Endlich empfiehlt die Konferenz den Mächten, die Zusammenberufung einer dritten Friedenskonferenz, deren Zusammentritt nach Ablauf eines Zeitraums, etwa so wie er seit der vorigen Konferenz verstrichen ist, zu einer zwischen den Mächten zu vereinbarenden Zeit stattzufinden hätte; sie lenkt ihre Aufmerksamkeit auf die Notwendigkeit, die Arbeiten dieser dritten Konferenz im voraus so rechtzeitig vor­zubereiten, dass deren Beratungen mit der unerlässlichen Würde und Schnelligkeit Fortgang nehmen.
Zur Erreichung dieses Zweckes hält es die Konferenz für sehr wünschenswert, dass etwa zwei Jahre vor dem voraussichtlichen Zusammentritt der Konferenz ein Vor­bereitungsausschuss von den Regierungen damit beauftragt werde, die verschiede­nen der Konferenz zu unterbreitenden Vorschläge zu sammeln, die für eine dem­nächstige internationale Regelung geeigneten Gegenstände auszusuchen und ein Programm vorzubereiten, das die Regierungen zeitig genug festzustellen hätten, um seine eingehende Prüfung in jedem Lande zu ermöglichen. Dieser Ausschuss würde ausserdem berufen sein, Vorschläge für die Art der Organisation und des Verfahrens der Konferenz selbst zu machen.
Zu Urkund dessen haben die Bevollmächtigten diese Akte unterzeichnet und mit ihren Siegeln versehen.
Geschehen Im Haag, am achtzehnten Oktober neunzehnhundertsieben in einer einzigen Ausfertigung, die im Archiv der Regierung der Niederlande hinterlegt bleiben soll und wovon beglaubigte Abschriften allen auf der Konferenz vertretenen Mächten übergeben werden sollen.

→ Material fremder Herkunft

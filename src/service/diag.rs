//! # Diagnostic flags.
//!
//! [`Diag`] keeps a service's diagnostic flag set with the wall-clock time of
//! each flag's last transition. Purely observational: the engine flips a flag
//! per lifecycle state, and service code may set its own (e.g. while waiting
//! on an upstream) so operators can see where a service is spending time.

use std::collections::HashMap;
use std::sync::Mutex;
use std::time::SystemTime;

#[derive(Default)]
struct DiagInner {
    flags: HashMap<String, bool>,
    last_transition: HashMap<String, SystemTime>,
}

/// Per-service diagnostic flag set.
#[derive(Default)]
pub struct Diag {
    inner: Mutex<DiagInner>,
}

impl Diag {
    /// Raises a flag and stamps the transition.
    pub fn set_flag(&self, flag: impl Into<String>) {
        self.record(flag.into(), true);
    }

    /// Lowers a flag and stamps the transition.
    pub fn unset_flag(&self, flag: impl Into<String>) {
        self.record(flag.into(), false);
    }

    /// Returns the currently raised flags, sorted.
    pub fn flags(&self) -> Vec<String> {
        match self.inner.lock() {
            Ok(inner) => {
                let mut raised: Vec<String> = inner
                    .flags
                    .iter()
                    .filter(|(_, up)| **up)
                    .map(|(name, _)| name.clone())
                    .collect();
                raised.sort_unstable();
                raised
            }
            Err(_) => Vec::new(),
        }
    }

    /// Returns when the flag last changed, if it ever did.
    pub fn last_transition(&self, flag: &str) -> Option<SystemTime> {
        self.inner
            .lock()
            .ok()
            .and_then(|inner| inner.last_transition.get(flag).copied())
    }

    /// Drops all flags (lifecycle reset).
    pub(crate) fn reset(&self) {
        if let Ok(mut inner) = self.inner.lock() {
            inner.flags.clear();
            inner.last_transition.clear();
        }
    }

    fn record(&self, flag: String, up: bool) {
        if let Ok(mut inner) = self.inner.lock() {
            let prev = inner.flags.insert(flag.clone(), up);
            if prev != Some(up) {
                inner.last_transition.insert(flag, SystemTime::now());
            }
        }
    }
}
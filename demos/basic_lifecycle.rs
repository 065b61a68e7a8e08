//! # Demo: basic_lifecycle
//!
//! Minimal walkthrough of one service's lifecycle:
//! - Implement [`Service`] with a couple of hooks and a loop activity.
//! - `start()`, let it run, `stop()`.
//!
//! ## Run
//! ```bash
//! cargo run --example basic_lifecycle
//! ```

use std::time::Duration;

use async_trait::async_trait;
use servisor::{ActivityError, ActivitySpec, Service, ServiceContext, Supervised};

struct Greeter;

#[async_trait]
impl Service for Greeter {
    async fn on_start(&self, _ctx: &ServiceContext) -> Result<(), ActivityError> {
        println!("[greeter] warming up");
        Ok(())
    }

    fn declare_activities(&self) -> Vec<ActivitySpec> {
        vec![ActivitySpec::task("greet", |ctx: ServiceContext| async move {
            let mut round = 0u32;
            while !ctx.should_stop() {
                round += 1;
                println!("[greeter] hello #{round}");
                ctx.sleep(Duration::from_millis(400)).await;
            }
            println!("[greeter] bye");
            Ok(())
        })]
    }

    async fn on_shutdown(&self, _ctx: &ServiceContext) -> Result<(), ActivityError> {
        println!("[greeter] lights off");
        Ok(())
    }
}

#[tokio::main(flavor = "current_thread")]
async fn main() -> anyhow::Result<()> {
    let svc = Supervised::new(Greeter);

    svc.start().await?;
    println!("[main] state = {}", svc.state());

    tokio::time::sleep(Duration::from_millis(1500)).await;

    svc.stop().await;
    println!("[main] state = {}", svc.state());
    Ok(())
}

(Es folgen die Unterschriften)
⁷ Siehe hiervor.
⁸ Dieses Abkommen wurde von der Schweiz nicht unterzeichnet.
⁹ SR 0.515.10
¹⁰ SR 0.515.112
¹¹ SR 0.515.21
¹² SR 0.515.122
¹³ SR 0.515.123
¹⁴ SR 0.515.124
¹⁵ SR 0.515.125
¹⁶ [BS 11 522. AS 1951 207 Art. 58]
¹⁷ SR 0.515.126
¹⁸ Dieses Abkommen ist nur von Nicaragua ratifiziert worden und nie in Kraft getreten.
¹⁹ SR 0.515.22
²⁰ SR 0.515.104
²¹ SR 0.193.211 Schlussprot.
²² Diesem Wunsch hat der Schweizerische Bundesrat nicht beigepflichtet.